The country looks a great deal like some parts of Kenya. It is mainly open oak and mesquite woodland, with occasional stands of elm and hickory, and big pecan trees along the watercourses. In places the sweet-smelling bee brush grows thickly, and prickly pear is widespread. Mustang grapes, which make delicious jelly, grow wild. The terrain is hilly, with fantastic granite outcrops and rocky ridges, and there is little arable land. This is ranching country: cattle, angora goats, and some sheep. And turkeys, and white-tailed deer—more whitetails per square mile than almost anywhere else on earth.
The deer are small, but exceedingly abundant. I have come to love them, and would not again very willingly live where I did not have them around me. Most of the deer hunting on the ranch is leased out on a permanent basis. Some of the hunters have been coming every season for the past thirty years and more, and now their grandchildren hunt here as well. A few of the lesser, but still amply spacious, pastures are not leased out, and there we are permitted to collect our venison. We hunt whitetails in season by simply picking up a rifle and walking out from the house far enough to avoid killing the house deer, and then we still-hunt.
My shooting bench is by the creek, not a hundred yards from the house, which makes load development in particular very convenient. It is shaded by a huge, ancient live-oak tree and a big pecan tree that yields quantities of excellent nuts, most of which the squirrels get, just as they get all the fruit from the pear tree outside the kitchen window.

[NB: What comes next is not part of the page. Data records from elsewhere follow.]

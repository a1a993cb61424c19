//! Parent selection and extinction draws.
//!
//! Both work on a population sorted by ascending cost.
//!
//! Parent selection samples from a small window of the best-ranked tours.
//! The weight of rank `i` is the cost found at the mirrored rank
//! `window - 1 - i`, so the best-ranked tour carries the largest weight and
//! the window's worst tour the smallest. This is rank-driven, not
//! fitness-proportional: a tour's own cost never sets its own weight.
//!
//! Extinction draws a threshold over the cumulative cost of the whole
//! population and keeps the shortest prefix reaching it; everything behind
//! the prefix is culled.

use rand::Rng;

use crate::models::Tour;

/// Size of the parent candidate window: `len / min_size + 2`, clamped to `len`.
pub fn candidate_window(len: usize, min_size: usize) -> usize {
    (len / min_size.max(1) + 2).min(len)
}

/// Picks a parent rank from the first [`candidate_window`] members.
///
/// # Panics
///
/// Panics if `members` is empty.
pub fn select_parent<R: Rng>(members: &[Tour], min_size: usize, rng: &mut R) -> usize {
    assert!(!members.is_empty(), "cannot select from empty population");

    let window = candidate_window(members.len(), min_size);
    let weights: Vec<f64> = (0..window)
        .map(|i| members[window - 1 - i].cost())
        .collect();
    let total: f64 = weights.iter().sum();
    if total <= 0.0 {
        return 0;
    }

    let threshold = total - rng.random_range(0.0..total);
    cumulative_index(&weights, threshold)
}

/// Number of members surviving an extinction, before the `min_size` floor.
///
/// The threshold is drawn uniformly over a range of the cumulative cost whose
/// midpoint is `(1 - kill) * total`: `[0, 2 * (1 - kill) * total]` when
/// `kill >= 0.5`, `[(1 - 2 * kill) * total, total]` below. With `kill = 0.5`
/// the cut point is uniform over the whole cost mass. About a `kill` share of
/// the cost mass dies on average, and at least one member survives.
pub fn extinction_survivors<R: Rng>(members: &[Tour], kill: f64, rng: &mut R) -> usize {
    if members.is_empty() {
        return 0;
    }
    let costs: Vec<f64> = members.iter().map(Tour::cost).collect();
    let total: f64 = costs.iter().sum();
    let kill = kill.clamp(0.0, 1.0);
    let (low, high) = if kill >= 0.5 {
        (0.0, 2.0 * (1.0 - kill) * total)
    } else {
        ((1.0 - 2.0 * kill) * total, total)
    };
    if high <= 0.0 {
        return 1;
    }

    let threshold = rng.random_range(low..=high);
    cumulative_index(&costs, threshold) + 1
}

/// First index whose inclusive prefix sum reaches `threshold` (last index if none does).
fn cumulative_index(weights: &[f64], threshold: f64) -> usize {
    let mut sum = 0.0;
    for (i, &w) in weights.iter().enumerate() {
        sum += w;
        if sum >= threshold {
            return i;
        }
    }
    weights.len() - 1
}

We share this ramshackle, near-century-old house with many different creatures. The armadillos root in its lawn and flower beds, and bang and rattle against the hodgepodge of plumbing under its floor when they come in at night. Squirrels scamper about the attic, and grow fat sprawled out on the bird table, where they are just as entertaining as the birds. A courageous and busy little wren raised her young on a shelf in Marit’s room, between two Cabbage Patch dolls, and a phoebe insists on building her nest every year around the light that hangs on the porch outside the front door. Hummingbirds buzz and strafe each other at the feeders all summer long, while at least a dozen glowing cardinals brighten the yard. The mud-dauber wasps litter the porch with paralyzed black-widow spiders, and cause me to plug with bullets the muzzles of the guns we keep openly displayed in a rack. A colony of harvester ants lives by the corner of the porch. They cut the leaves from the pear tree unless I sprinkle Sevin dust around it, and all day a stream of them march home with cracked corn and seeds from the bird table. Two tremulous cottontails nervously nibble at the grain the careless squirrels spill, and at night a plump raccoon comes to clean up whatever the ants, the birds, the rabbits, and the squirrels have left. There is no provision for locking the doors of the house, nor is there any need to do so.

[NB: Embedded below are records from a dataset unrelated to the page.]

use std::fmt;
use std::sync::Arc;

use crate::author::Author;
use crate::error::{Result, TypeError};

/// A book shared between the shelf that owns it and any readers borrowing it.
pub type SharedBook = Arc<Book>;

/// An immutable book record.
///
/// The storage label is the name of the shelf the book was catalogued into.
/// It is a display label only; the owning shelf holds the book, the book
/// never points back at the shelf.
#[derive(Clone, Debug, PartialEq, Eq)]
pub struct Book {
    title: String,
    authors: Vec<Author>,
    edition: u32,
    year: Option<i32>,
    storage_label: Option<String>,
}

impl Book {
    /// Create a book. At least one author is required and editions start at 1.
    pub fn new(title: impl Into<String>, authors: Vec<Author>, edition: u32) -> Result<Self> {
        let title = title.into();
        if authors.is_empty() {
            return Err(TypeError::EmptyAuthors { title });
        }
        if edition == 0 {
            return Err(TypeError::InvalidEdition { title, edition });
        }
        Ok(Self {
            title,
            authors,
            edition,
            year: None,
            storage_label: None,
        })
    }

    /// Rebuild a book from already-persisted fields without validation.
    ///
    /// Partial snapshots restore books with no authors, which [`Book::new`]
    /// would reject.
    pub fn from_parts(
        title: String,
        authors: Vec<Author>,
        edition: u32,
        year: Option<i32>,
        storage_label: Option<String>,
    ) -> Self {
        Self {
            title,
            authors,
            edition,
            year,
            storage_label,
        }
    }

    /// Set the publication year.
    pub fn with_year(mut self, year: i32) -> Self {
        self.year = Some(year);
        self
    }

    /// Set the storage label shown in reports.
    pub fn with_storage_label(mut self, label: impl Into<String>) -> Self {
        self.storage_label = Some(label.into());
        self
    }

    pub fn title(&self) -> &str {
        &self.title
    }

    pub fn authors(&self) -> &[Author] {
        &self.authors
    }

    pub fn edition(&self) -> u32 {
        self.edition
    }

    pub fn year(&self) -> Option<i32> {
        self.year
    }

    pub fn storage_label(&self) -> Option<&str> {
        self.storage_label.as_deref()
    }
}

impl fmt::Display for Book {
    fn fmt(&self, f: &mut fmt::Formatter<'_>) -> fmt::Result {
        write!(f, "Book: {}, Authors: ", self.title)?;
        if self.authors.is_empty() {
            f.write_str("(none)")?;
        }
        for (i, author) in self.authors.iter().enumerate() {
            if i > 0 {
                f.write_str(", ")?;
            }
            write!(f, "{author}")?;
        }
        if let Some(year) = self.year {
            write!(f, ", Year: {year}")?;
        }
        write!(f, ", Edition: {}", self.edition)?;
        if let Some(label) = &self.storage_label {
            write!(f, ", Storage: {label}")?;
        }
        Ok(())
    }
}

#[cfg(test)]
mod tests {
    use super::*;

    fn dune() -> Book {
        Book::new("Dune", vec![Author::new("Frank Herbert")], 1).unwrap()
    }

    #[test]
    fn new_rejects_empty_authors() {
        let err = Book::new("Nobody's Book", vec![], 1).unwrap_err();
        assert_eq!(
            err,
            TypeError::EmptyAuthors {
                title: "Nobody's Book".into()
            }
        );
    }

    #[test]
    fn new_rejects_edition_zero() {
        let err = Book::new("Dune", vec![Author::new("Frank Herbert")], 0).unwrap_err();
        assert!(matches!(err, TypeError::InvalidEdition { edition: 0, .. }));
    }

    #[test]
    fn display_minimal() {
        assert_eq!(
            dune().to_string(),
            "Book: Dune, Authors: Name: Frank Herbert, Edition: 1"
        );
    }

    #[test]
    fn display_full() {
        let book = Book::new(
            "Good Omens",
            vec![Author::new("Terry Pratchett"), Author::new("Neil Gaiman")],
            2,
        )
        .unwrap()
        .with_year(1990)
        .with_storage_label("Fantasy Library");
        assert_eq!(
            book.to_string(),
            "Book: Good Omens, Authors: Name: Terry Pratchett, Name: Neil Gaiman, \
             Year: 1990, Edition: 2, Storage: Fantasy Library"
        );
    }

    #[test]
    fn display_restored_without_authors() {
        let book = Book::from_parts("Dune".into(), vec![], 1, None, None);
        assert_eq!(book.to_string(), "Book: Dune, Authors: (none), Edition: 1");
    }

    #[test]
    fn accessors() {
        let book = dune().with_year(1965).with_storage_label("Sci-Fi");
        assert_eq!(book.title(), "Dune");
        assert_eq!(book.authors().len(), 1);
        assert_eq!(book.edition(), 1);
        assert_eq!(book.year(), Some(1965));
        assert_eq!(book.storage_label(), Some("Sci-Fi"));
    }
}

Nearly every evening I go for a brisk, one-hour walk, and if she is home Berit accompanies me. Often I’ll take a pistol along and fire a magazine or cylinder full at cactus pads where there is a safe backstop, to help keep my eye in—it needs all the help it can get. We always see some wildlife: aoudad, feral hogs, and axis, sika, or fallow deer; and I cannot remember the last time we failed to put up a whitetail; usually we see at least a dozen of them. Our way of life is essentially the same as it was on the Yatta and at Juja Farm. I do not know of a better place in the world to live, and I believe that at long last I have come home.